The Technical Service Medal (Kỹ-Thuật Bội-Tinh) was a military award of South Vietnam established in 1964. The medal was awarded in two classes and was awarded for outstanding initiative and devotion an individuals assigned staff duty.

Also known as the Republic of Vietnam Technical Service Honors Medal, the Technical Service Medal was bestowed in two classes, one for issuance to commissioned officers and the other class for warrant officers and enlisted personnel. The award appeared as a propellered disc suspended from a blue-grey ribbon. The second class version contained two vertical red lines while the first class medal displayed an additional set of thin red lines down the center of the award ribbon.

The award of the Technical Service Medal was open to both civilians and military personnel who had performed duties “as technicians or of a technical nature” and had demonstrated “outstanding professional capacity, initiative, and devotion to duty”. The decoration was therefore a “behind-the-lines” type of award, mainly awarded to those who were engaged in support and upkeep duties for units deployed to the front lines of the Vietnam War.

The two classes of the Vietnam Technical Service Medal were denoted by a slight variation in the award's ribbon bar, with the suspension medal for the decoration identical in both cases.
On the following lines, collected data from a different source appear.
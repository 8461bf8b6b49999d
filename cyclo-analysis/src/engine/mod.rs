//! Config-driven orchestration of the analysis pipeline.

use std::time::Instant;

use cyclo_core::config::CycloConfig;
use cyclo_core::errors::{AnalysisError, CycleError};
use cyclo_core::NodeId;
use serde::{Deserialize, Serialize};
use tracing::{info, warn};

use crate::cycles::{
    cycle_from_walk, decompose, extract_fundamental_cycles, Decomposition, FundamentalCycleBasis,
};
use crate::filter::{analyze_superlevel, SuperlevelAnalysis};
use crate::graph::WeightedGraph;
use crate::spanning::{build_spanning_tree, SpanningTree};

/// Summary statistics from a pipeline run.
#[derive(Debug, Clone, Serialize, Deserialize)]
pub struct AnalysisStats {
    pub nodes: usize,
    pub edges: usize,
    pub components: usize,
    pub tree_edges: usize,
    pub cycle_count: usize,
    /// `|E| - |V| + components`, the dimension of the cycle space.
    pub cyclomatic: usize,
    pub root: Option<NodeId>,
    pub duration_ms: u64,
}

/// Result of a full pipeline run over one graph.
#[derive(Debug)]
pub struct CycleAnalysis {
    pub tree: SpanningTree,
    pub basis: FundamentalCycleBasis,
    pub stats: AnalysisStats,
}

/// Orchestrates tree construction, basis extraction, and decomposition.
///
/// Every stage is a pure function of its inputs; the analyzer only carries
/// configuration.
pub struct CycleAnalyzer {
    config: CycloConfig,
}

impl CycleAnalyzer {
    pub fn new(config: CycloConfig) -> Self {
        Self { config }
    }

    pub fn with_defaults() -> Self {
        Self::new(CycloConfig::default())
    }

    /// Build the spanning tree and fundamental cycle basis for a graph.
    pub fn analyze(&self, graph: &WeightedGraph) -> Result<CycleAnalysis, AnalysisError> {
        let start = Instant::now();

        let components = graph.component_count();
        if components > 1 {
            warn!(
                components,
                "input graph is disconnected; the tree spans the start component only"
            );
        }

        let tree = build_spanning_tree(graph);
        let basis = extract_fundamental_cycles(graph, &tree)?;

        let stats = AnalysisStats {
            nodes: graph.node_count(),
            edges: graph.edge_count(),
            components,
            tree_edges: tree.edge_count(),
            cycle_count: basis.len(),
            cyclomatic: graph.edge_count() + components - graph.node_count(),
            root: tree.root.clone(),
            duration_ms: start.elapsed().as_millis() as u64,
        };

        info!(
            nodes = stats.nodes,
            edges = stats.edges,
            cycles = stats.cycle_count,
            duration_ms = stats.duration_ms,
            "cycle analysis complete"
        );

        Ok(CycleAnalysis { tree, basis, stats })
    }

    /// Validate a manual node walk and decompose it over the basis.
    ///
    /// Returns `Ok(None)` when the walk is valid but outside the cycle
    /// space spanned by the basis; that is a normal outcome the caller must
    /// handle, not an error.
    pub fn decompose_walk(
        &self,
        graph: &WeightedGraph,
        analysis: &CycleAnalysis,
        walk: &[NodeId],
    ) -> Result<Option<Decomposition>, AnalysisError> {
        let target = cycle_from_walk(graph, walk)?;

        let max = self.config.decompose.effective_max_basis_len();
        if analysis.basis.len() > max {
            return Err(CycleError::BasisTooLarge {
                len: analysis.basis.len(),
                max,
            }
            .into());
        }

        Ok(decompose(&target, &analysis.basis))
    }

    /// Run the pipeline on the superlevel subgraph at the configured
    /// threshold.
    pub fn analyze_superlevel(
        &self,
        graph: &WeightedGraph,
    ) -> Result<SuperlevelAnalysis, AnalysisError> {
        let threshold = self.config.filter.effective_threshold();
        Ok(analyze_superlevel(graph, threshold)?)
    }
}

impl Default for CycleAnalyzer {
    fn default() -> Self {
        Self::with_defaults()
    }
}
//! Weighted graph model.
//!
//! Nodes carry an optional scalar weight; edges are unweighted connections.
//! The graph is undirected and simple: duplicate edges and self-loops are
//! silently ignored at insertion. Iteration order over nodes and edges is
//! insertion order, which keeps every downstream result deterministic.

mod types;

pub use types::{Edge, GraphNode, WeightedGraph};
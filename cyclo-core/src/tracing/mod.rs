//! Tracing and logging for cyclo.

mod setup;

pub use setup::init_tracing;
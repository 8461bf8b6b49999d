//! Graph structure errors.

use super::error_code::{self, ErrorCode};
use crate::types::identifiers::NodeId;

/// Errors raised by graph and spanning-tree operations.
#[derive(Debug, thiserror::Error)]
pub enum GraphError {
    /// The tree does not connect two endpoints it was expected to span.
    /// Only possible when the tree and graph are inconsistent with each
    /// other; propagated to the caller, never recovered internally.
    #[error("Spanning tree does not connect {from} to {to}")]
    InconsistentTree { from: NodeId, to: NodeId },

    #[error("Edge references unknown node {id}")]
    UnknownNode { id: NodeId },
}

impl ErrorCode for GraphError {
    fn error_code(&self) -> &'static str {
        error_code::GRAPH_ERROR
    }
}
//! Analysis configuration, loadable from a `cyclo.toml` file.

mod analysis_config;

pub use analysis_config::{CycloConfig, DecomposeConfig, FilterConfig};
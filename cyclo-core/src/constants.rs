//! Shared constants for the cyclo cycle-space engine.

/// Cyclo version string.
pub const VERSION: &str = env!("CARGO_PKG_VERSION");

/// Minimum number of edges in a valid cycle.
///
/// A closed walk of 2 edges is a degenerate back-and-forth over a single
/// edge and is rejected by validation.
pub const MIN_CYCLE_EDGES: usize = 3;

/// Default cap on the fundamental basis size accepted by the decomposer.
///
/// The subset search is O(2^n) in the basis size; 20 bounds it at roughly a
/// million subsets.
pub const DEFAULT_MAX_BASIS_LEN: usize = 20;

/// Default superlevel filter threshold when none is configured.
pub const DEFAULT_SUPERLEVEL_THRESHOLD: f64 = 0.0;
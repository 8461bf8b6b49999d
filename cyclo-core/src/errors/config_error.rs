//! Configuration errors.

use std::path::PathBuf;

use super::error_code::{self, ErrorCode};

/// Errors raised while loading configuration.
#[derive(Debug, thiserror::Error)]
pub enum ConfigError {
    #[error("Config file not found: {path}")]
    FileNotFound { path: PathBuf },

    #[error("Failed to read config {path}: {message}")]
    Io { path: PathBuf, message: String },

    #[error("Failed to parse config: {0}")]
    Parse(#[from] toml::de::Error),
}

impl ErrorCode for ConfigError {
    fn error_code(&self) -> &'static str {
        error_code::CONFIG_ERROR
    }
}
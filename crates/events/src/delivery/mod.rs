//! External delivery channels for task notifications.

pub mod webhook;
The Vietnam Technical Service Medal was occasionally bestowed to foreigners, but not to the extent as other well known Vietnamese awards such as the Vietnam Gallantry Cross, Civil Actions Medal, and the Vietnam Campaign Medal.

The Vietnam Technical Service Medal became obsolete upon the fall of South Vietnam in 1975. The award is today only available from private dealers in military insignia.